(Beginning of SUPPLIED DATA)

//! Network types

const SYSTEM_NETWORKS: [&str; 3] = ["bridge", "host", "none"];

#[derive(Debug, Clone, PartialEq, Default)]
pub struct Network {
    pub id: String,
    pub name: String,
    /// bridge, host, overlay, macvlan...
    pub driver: String,
    pub scope: String,
    pub internal: bool,
    pub attachable: bool,
    /// Ids of attached containers
    pub containers: Vec<String>,
    pub subnet: Option<String>,
    pub gateway: Option<String>,
}

impl Network {
    pub fn short_id(&self) -> &str {
        super::short_id(&self.id)
    }

    /// Default networks the daemon refuses to delete
    pub fn is_system(&self) -> bool {
        SYSTEM_NETWORKS.contains(&self.name.as_str())
    }

    pub fn has_container(&self, container_id: &str) -> bool {
        self.containers.iter().any(|id| id == container_id)
    }
}
//! Compose projects, derived from container labels

use super::container::{COMPOSE_WORKING_DIR_LABEL, Container};
use std::collections::BTreeMap;

#[derive(Debug, Clone, PartialEq, Default)]
pub struct ComposeProject {
    pub name: String,
    pub working_dir: Option<String>,
    pub services: Vec<ComposeService>,
}

#[derive(Debug, Clone, PartialEq, Default)]
pub struct ComposeService {
    pub name: String,
    /// More than one when the service is scaled
    pub containers: Vec<Container>,
}

impl ComposeProject {
    pub fn container_ids(&self) -> Vec<String> {
        self.services
            .iter()
            .flat_map(|s| s.containers.iter().map(|c| c.id.clone()))
            .collect()
    }

    pub fn container_count(&self) -> usize {
        self.services.iter().map(|s| s.containers.len()).sum()
    }

    pub fn running_count(&self) -> usize {
        self.services.iter().map(ComposeService::running_count).sum()
    }

    pub fn all_running(&self) -> bool {
        let total = self.container_count();
        total > 0 && self.running_count() == total
    }

    pub fn service(&self, name: &str) -> Option<&ComposeService> {
        self.services.iter().find(|s| s.name == name)
    }
}

impl ComposeService {
    pub fn running_count(&self) -> usize {
        self.containers.iter().filter(|c| c.is_running()).count()
    }

    pub fn is_scaled(&self) -> bool {
        self.containers.len() > 1
    }
}

/// Group labelled containers into projects sorted by name.
/// Services keep the order in which they were first seen.
pub fn group_compose_projects(containers: Vec<Container>) -> Vec<ComposeProject> {
    let mut projects: BTreeMap<String, ComposeProject> = BTreeMap::new();

    for container in containers {
        let Some(project_name) = container.compose_project().map(str::to_string) else {
            continue;
        };
        let service_name = container.compose_service().unwrap_or_default().to_string();

        let project = projects
            .entry(project_name.clone())
            .or_insert_with(|| ComposeProject {
                name: project_name,
                working_dir: container.labels.get(COMPOSE_WORKING_DIR_LABEL).cloned(),
                services: Vec::new(),
            });

        match project.services.iter_mut().find(|s| s.name == service_name) {
            Some(service) => service.containers.push(container),
            None => project.services.push(ComposeService {
                name: service_name,
                containers: vec![container],
            }),
        }
    }

    projects.into_values().collect()
}

#[cfg(test)]
mod tests {
    use super::*;
    use crate::models::container::{COMPOSE_PROJECT_LABEL, COMPOSE_SERVICE_LABEL};

    fn labelled(id: &str, project: &str, service: &str, state: &str) -> Container {
        let mut container = Container {
            id: id.to_string(),
            state: state.to_string(),
            ..Default::default()
        };
        container
            .labels
            .insert(COMPOSE_PROJECT_LABEL.to_string(), project.to_string());
        container
            .labels
            .insert(COMPOSE_SERVICE_LABEL.to_string(), service.to_string());
        container
    }

    #[test]
    fn test_groups_by_project_and_service() {
        let containers = vec![
            labelled("1", "web", "app", "running"),
            labelled("2", "api", "db", "exited"),
            labelled("3", "web", "app", "running"),
            labelled("4", "web", "cache", "exited"),
            Container {
                id: "5".into(),
                ..Default::default()
            },
        ];

        let projects = group_compose_projects(containers);
        assert_eq!(projects.len(), 2);
        assert_eq!(projects[0].name, "api");
        let web = &projects[1];
        assert_eq!(web.services.len(), 2);
        assert!(web.service("app").is_some_and(ComposeService::is_scaled));
        assert_eq!(web.running_count(), 2);
        assert!(!web.all_running());
        assert_eq!(web.container_ids(), vec!["1", "3", "4"]);
    }
}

(End of SUPPLIED DATA)

**EXERCISE DETAILS**
Your job is to copy out every line from the records above that has the word "host".

**YOUR RESPONSE**
const SYSTEM_NETWORKS: [&str; 3] = ["bridge", "host", "none"];
    /// bridge, host, overlay, macvlan...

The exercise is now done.